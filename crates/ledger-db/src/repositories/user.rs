//! PostgreSQL implementation of UserRepository

use async_trait::async_trait;
use sqlx::PgPool;
use tracing::instrument;

use ledger_core::traits::{RepoResult, UserRepository};
use ledger_core::{DomainError, NewUser, User};

use crate::models::UserModel;

use super::error::{map_db_error, map_duplicate_identity, map_unique_violation, user_not_found};

const USER_COLUMNS: &str =
    "id, username, phone_number, display_name, password_hash, created_at, updated_at";

/// PostgreSQL implementation of UserRepository
#[derive(Clone)]
pub struct PgUserRepository {
    pool: PgPool,
}

impl PgUserRepository {
    /// Create a new PgUserRepository
    pub fn new(pool: PgPool) -> Self {
        Self { pool }
    }

    async fn fetch_by_username(&self, username: &str) -> RepoResult<Option<UserModel>> {
        sqlx::query_as::<_, UserModel>(&format!(
            "SELECT {USER_COLUMNS} FROM users WHERE username = $1"
        ))
        .bind(username)
        .fetch_optional(&self.pool)
        .await
        .map_err(map_db_error)
    }
}

#[async_trait]
impl UserRepository for PgUserRepository {
    #[instrument(skip(self))]
    async fn find_by_username(&self, username: &str) -> RepoResult<Option<User>> {
        Ok(self.fetch_by_username(username).await?.map(User::from))
    }

    #[instrument(skip(self))]
    async fn find_by_phone(&self, phone_number: &str) -> RepoResult<Option<User>> {
        let result = sqlx::query_as::<_, UserModel>(&format!(
            "SELECT {USER_COLUMNS} FROM users WHERE phone_number = $1"
        ))
        .bind(phone_number)
        .fetch_optional(&self.pool)
        .await
        .map_err(map_db_error)?;

        Ok(result.map(User::from))
    }

    #[instrument(skip(self))]
    async fn username_exists(&self, username: &str) -> RepoResult<bool> {
        sqlx::query_scalar::<_, bool>("SELECT EXISTS(SELECT 1 FROM users WHERE username = $1)")
            .bind(username)
            .fetch_one(&self.pool)
            .await
            .map_err(map_db_error)
    }

    #[instrument(skip(self))]
    async fn phone_exists(&self, phone_number: &str) -> RepoResult<bool> {
        sqlx::query_scalar::<_, bool>("SELECT EXISTS(SELECT 1 FROM users WHERE phone_number = $1)")
            .bind(phone_number)
            .fetch_one(&self.pool)
            .await
            .map_err(map_db_error)
    }

    /// The user row and its zero-balance account row are inserted in one
    /// transaction, so a duplicate-key failure on either leaves nothing behind.
    #[instrument(skip(self, password_hash))]
    async fn create_with_account(&self, user: &NewUser, password_hash: &str) -> RepoResult<User> {
        let mut tx = self.pool.begin().await.map_err(map_db_error)?;

        let created = sqlx::query_as::<_, UserModel>(&format!(
            r"
            INSERT INTO users (username, phone_number, display_name, password_hash)
            VALUES ($1, $2, $3, $4)
            RETURNING {USER_COLUMNS}
            ",
        ))
        .bind(&user.username)
        .bind(&user.phone_number)
        .bind(&user.display_name)
        .bind(password_hash)
        .fetch_one(&mut *tx)
        .await
        .map_err(map_duplicate_identity)?;

        sqlx::query(
            r"
            INSERT INTO accounts (username, phone_number, balance)
            VALUES ($1, $2, 0)
            ",
        )
        .bind(&user.username)
        .bind(&user.phone_number)
        .execute(&mut *tx)
        .await
        .map_err(map_duplicate_identity)?;

        tx.commit().await.map_err(map_db_error)?;

        Ok(User::from(created))
    }

    #[instrument(skip(self))]
    async fn get_password_hash(&self, username: &str) -> RepoResult<Option<String>> {
        sqlx::query_scalar::<_, String>("SELECT password_hash FROM users WHERE username = $1")
            .bind(username)
            .fetch_optional(&self.pool)
            .await
            .map_err(map_db_error)
    }

    #[instrument(skip(self, password_hash))]
    async fn update_password(&self, username: &str, password_hash: &str) -> RepoResult<()> {
        let result = sqlx::query(
            r"
            UPDATE users
            SET password_hash = $2, updated_at = NOW()
            WHERE username = $1
            ",
        )
        .bind(username)
        .bind(password_hash)
        .execute(&self.pool)
        .await
        .map_err(map_db_error)?;

        if result.rows_affected() == 0 {
            return Err(user_not_found(username));
        }

        Ok(())
    }

    #[instrument(skip(self))]
    async fn update_display_name(&self, username: &str, display_name: &str) -> RepoResult<User> {
        let result = sqlx::query_as::<_, UserModel>(&format!(
            r"
            UPDATE users
            SET display_name = $2, updated_at = NOW()
            WHERE username = $1
            RETURNING {USER_COLUMNS}
            ",
        ))
        .bind(username)
        .bind(display_name)
        .fetch_optional(&self.pool)
        .await
        .map_err(map_db_error)?;

        result.map(User::from).ok_or_else(|| user_not_found(username))
    }

    #[instrument(skip(self))]
    async fn update_phone_number(&self, username: &str, phone_number: &str) -> RepoResult<User> {
        let mut tx = self.pool.begin().await.map_err(map_db_error)?;

        let result = sqlx::query_as::<_, UserModel>(&format!(
            r"
            UPDATE users
            SET phone_number = $2, updated_at = NOW()
            WHERE username = $1
            RETURNING {USER_COLUMNS}
            ",
        ))
        .bind(username)
        .bind(phone_number)
        .fetch_optional(&mut *tx)
        .await
        .map_err(|e| map_unique_violation(e, || DomainError::PhoneNumberTaken))?;

        let Some(updated) = result else {
            return Err(user_not_found(username));
        };

        sqlx::query(
            r"
            UPDATE accounts
            SET phone_number = $2, updated_at = NOW()
            WHERE username = $1
            ",
        )
        .bind(username)
        .bind(phone_number)
        .execute(&mut *tx)
        .await
        .map_err(|e| map_unique_violation(e, || DomainError::PhoneNumberTaken))?;

        tx.commit().await.map_err(map_db_error)?;

        Ok(User::from(updated))
    }

    /// Renames the user and account rows together. Sessions keyed to the old
    /// username are dropped; messages keep the old recipient name.
    #[instrument(skip(self))]
    async fn rename(&self, username: &str, new_username: &str) -> RepoResult<User> {
        let mut tx = self.pool.begin().await.map_err(map_db_error)?;

        let result = sqlx::query_as::<_, UserModel>(&format!(
            r"
            UPDATE users
            SET username = $2, updated_at = NOW()
            WHERE username = $1
            RETURNING {USER_COLUMNS}
            ",
        ))
        .bind(username)
        .bind(new_username)
        .fetch_optional(&mut *tx)
        .await
        .map_err(|e| map_unique_violation(e, || DomainError::UsernameTaken))?;

        let Some(updated) = result else {
            return Err(user_not_found(username));
        };

        sqlx::query(
            r"
            UPDATE accounts
            SET username = $2, updated_at = NOW()
            WHERE username = $1
            ",
        )
        .bind(username)
        .bind(new_username)
        .execute(&mut *tx)
        .await
        .map_err(|e| map_unique_violation(e, || DomainError::UsernameTaken))?;

        sqlx::query("DELETE FROM sessions WHERE username = $1")
            .bind(username)
            .execute(&mut *tx)
            .await
            .map_err(map_db_error)?;

        tx.commit().await.map_err(map_db_error)?;

        Ok(User::from(updated))
    }

    #[instrument(skip(self))]
    async fn list(&self, limit: i64) -> RepoResult<Vec<User>> {
        let rows = sqlx::query_as::<_, UserModel>(&format!(
            "SELECT {USER_COLUMNS} FROM users ORDER BY id DESC LIMIT $1"
        ))
        .bind(limit)
        .fetch_all(&self.pool)
        .await
        .map_err(map_db_error)?;

        Ok(rows.into_iter().map(User::from).collect())
    }
}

## WHAT THIS TASK INVOLVES
Everything in the material above should be output exactly.

## WRITTEN REPLY
filename crates/ledger-db/src/repositories/user.rs
//! PostgreSQL implementation of UserRepository

use async_trait::async_trait;
use sqlx::PgPool;
use tracing::instrument;

use ledger_core::traits::{RepoResult, UserRepository};
use ledger_core::{DomainError, NewUser, User};

use crate::models::UserModel;

use super::error::{map_db_error, map_duplicate_identity, map_unique_violation, user_not_found};

const USER_COLUMNS: &str =
    "id, username, phone_number, display_name, password_hash, created_at, updated_at";

/// PostgreSQL implementation of UserRepository
#[derive(Clone)]
pub struct PgUserRepository {
    pool: PgPool,
}

impl PgUserRepository {
    /// Create a new PgUserRepository
    pub fn new(pool: PgPool) -> Self {
        Self { pool }
    }

    async fn fetch_by_username(&self, username: &str) -> RepoResult<Option<UserModel>> {
        sqlx::query_as::<_, UserModel>(&format!(
            "SELECT {USER_COLUMNS} FROM users WHERE username = $1"
        ))
        .bind(username)
        .fetch_optional(&self.pool)
        .await
        .map_err(map_db_error)
    }
}

#[async_trait]
impl UserRepository for PgUserRepository {
    #[instrument(skip(self))]
    async fn find_by_username(&self, username: &str) -> RepoResult<Option<User>> {
        Ok(self.fetch_by_username(username).await?.map(User::from))
    }

    #[instrument(skip(self))]
    async fn find_by_phone(&self, phone_number: &str) -> RepoResult<Option<User>> {
        let result = sqlx::query_as::<_, UserModel>(&format!(
            "SELECT {USER_COLUMNS} FROM users WHERE phone_number = $1"
        ))
        .bind(phone_number)
        .fetch_optional(&self.pool)
        .await
        .map_err(map_db_error)?;

        Ok(result.map(User::from))
    }

    #[instrument(skip(self))]
    async fn username_exists(&self, username: &str) -> RepoResult<bool> {
        sqlx::query_scalar::<_, bool>("SELECT EXISTS(SELECT 1 FROM users WHERE username = $1)")
            .bind(username)
            .fetch_one(&self.pool)
            .await
            .map_err(map_db_error)
    }

    #[instrument(skip(self))]
    async fn phone_exists(&self, phone_number: &str) -> RepoResult<bool> {
        sqlx::query_scalar::<_, bool>("SELECT EXISTS(SELECT 1 FROM users WHERE phone_number = $1)")
            .bind(phone_number)
            .fetch_one(&self.pool)
            .await
            .map_err(map_db_error)
    }

    /// The user row and its zero-balance account row are inserted in one
    /// transaction, so a duplicate-key failure on either leaves nothing behind.
    #[instrument(skip(self, password_hash))]
    async fn create_with_account(&self, user: &NewUser, password_hash: &str) -> RepoResult<User> {
        let mut tx = self.pool.begin().await.map_err(map_db_error)?;

        let created = sqlx::query_as::<_, UserModel>(&format!(
            r"
            INSERT INTO users (username, phone_number, display_name, password_hash)
            VALUES ($1, $2, $3, $4)
            RETURNING {USER_COLUMNS}
            ",
        ))
        .bind(&user.username)
        .bind(&user.phone_number)
        .bind(&user.display_name)
        .bind(password_hash)
        .fetch_one(&mut *tx)
        .await
        .map_err(map_duplicate_identity)?;

        sqlx::query(
            r"
            INSERT INTO accounts (username, phone_number, balance)
            VALUES ($1, $2, 0)
            ",
        )
        .bind(&user.username)
        .bind(&user.phone_number)
        .execute(&mut *tx)
        .await
        .map_err(map_duplicate_identity)?;

        tx.commit().await.map_err(map_db_error)?;

        Ok(User::from(created))
    }

    #[instrument(skip(self))]
    async fn get_password_hash(&self, username: &str) -> RepoResult<Option<String>> {
        sqlx::query_scalar::<_, String>("SELECT password_hash FROM users WHERE username = $1")
            .bind(username)
            .fetch_optional(&self.pool)
            .await
            .map_err(map_db_error)
    }

    #[instrument(skip(self, password_hash))]
    async fn update_password(&self, username: &str, password_hash: &str) -> RepoResult<()> {
        let result = sqlx::query(
            r"
            UPDATE users
            SET password_hash = $2, updated_at = NOW()
            WHERE username = $1
            ",
        )
        .bind(username)
        .bind(password_hash)
        .execute(&self.pool)
        .await
        .map_err(map_db_error)?;

        if result.rows_affected() == 0 {
            return Err(user_not_found(username));
        }

        Ok(())
    }

    #[instrument(skip(self))]
    async fn update_display_name(&self, username: &str, display_name: &str) -> RepoResult<User> {
        let result = sqlx::query_as::<_, UserModel>(&format!(
            r"
            UPDATE users
            SET display_name = $2, updated_at = NOW()
            WHERE username = $1
            RETURNING {USER_COLUMNS}
            ",
        ))
        .bind(username)
        .bind(display_name)
        .fetch_optional(&self.pool)
        .await
        .map_err(map_db_error)?;

        result.map(User::from).ok_or_else(|| user_not_found(username))
    }

    #[instrument(skip(self))]
    async fn update_phone_number(&self, username: &str, phone_number: &str) -> RepoResult<User> {
        let mut tx = self.pool.begin().await.map_err(map_db_error)?;

        let result = sqlx::query_as::<_, UserModel>(&format!(
            r"
            UPDATE users
            SET phone_number = $2, updated_at = NOW()
            WHERE username = $1
            RETURNING {USER_COLUMNS}
            ",
        ))
        .bind(username)
        .bind(phone_number)
        .fetch_optional(&mut *tx)
        .await
        .map_err(|e| map_unique_violation(e, || DomainError::PhoneNumberTaken))?;

        let Some(updated) = result else {
            return Err(user_not_found(username));
        };

        sqlx::query(
            r"
            UPDATE accounts
            SET phone_number = $2, updated_at = NOW()
            WHERE username = $1
            ",
        )
        .bind(username)
        .bind(phone_number)
        .execute(&mut *tx)
        .await
        .map_err(|e| map_unique_violation(e, || DomainError::PhoneNumberTaken))?;

        tx.commit().await.map_err(map_db_error)?;

        Ok(User::from(updated))
    }

    /// Renames the user and account rows together. Sessions keyed to the old
    /// username are dropped; messages keep the old recipient name.
    #[instrument(skip(self))]
    async fn rename(&self, username: &str, new_username: &str) -> RepoResult<User> {
        let mut tx = self.pool.begin().await.map_err(map_db_error)?;

        let result = sqlx::query_as::<_, UserModel>(&format!(
            r"
            UPDATE users
            SET username = $2, updated_at = NOW()
            WHERE username = $1
            RETURNING {USER_COLUMNS}
            ",
        ))
        .bind(username)
        .bind(new_username)
        .fetch_optional(&mut *tx)
        .await
        .map_err(|e| map_unique_violation(e, || DomainError::UsernameTaken))?;

        let Some(updated) = result else {
            return Err(user_not_found(username));
        };

        sqlx::query(
            r"
            UPDATE accounts
            SET username = $2, updated_at = NOW()
            WHERE username = $1
            ",
        )
        .bind(username)
        .bind(new_username)
        .execute(&mut *tx)
        .await
        .map_err(|e| map_unique_violation(e, || DomainError::UsernameTaken))?;

        sqlx::query("DELETE FROM sessions WHERE username = $1")
            .bind(username)
            .execute(&mut *tx)
            .await
            .map_err(map_db_error)?;

        tx.commit().await.map_err(map_db_error)?;

        Ok(User::from(updated))
    }

    #[instrument(skip(self))]
    async fn list(&self, limit: i64) -> RepoResult<Vec<User>> {
        let rows = sqlx::query_as::<_, UserModel>(&format!(
            "SELECT {USER_COLUMNS} FROM users ORDER BY id DESC LIMIT $1"
        ))
        .bind(limit)
        .fetch_all(&self.pool)
        .await
        .map_err(map_db_error)?;

        Ok(rows.into_iter().map(User::from).collect())
    }
}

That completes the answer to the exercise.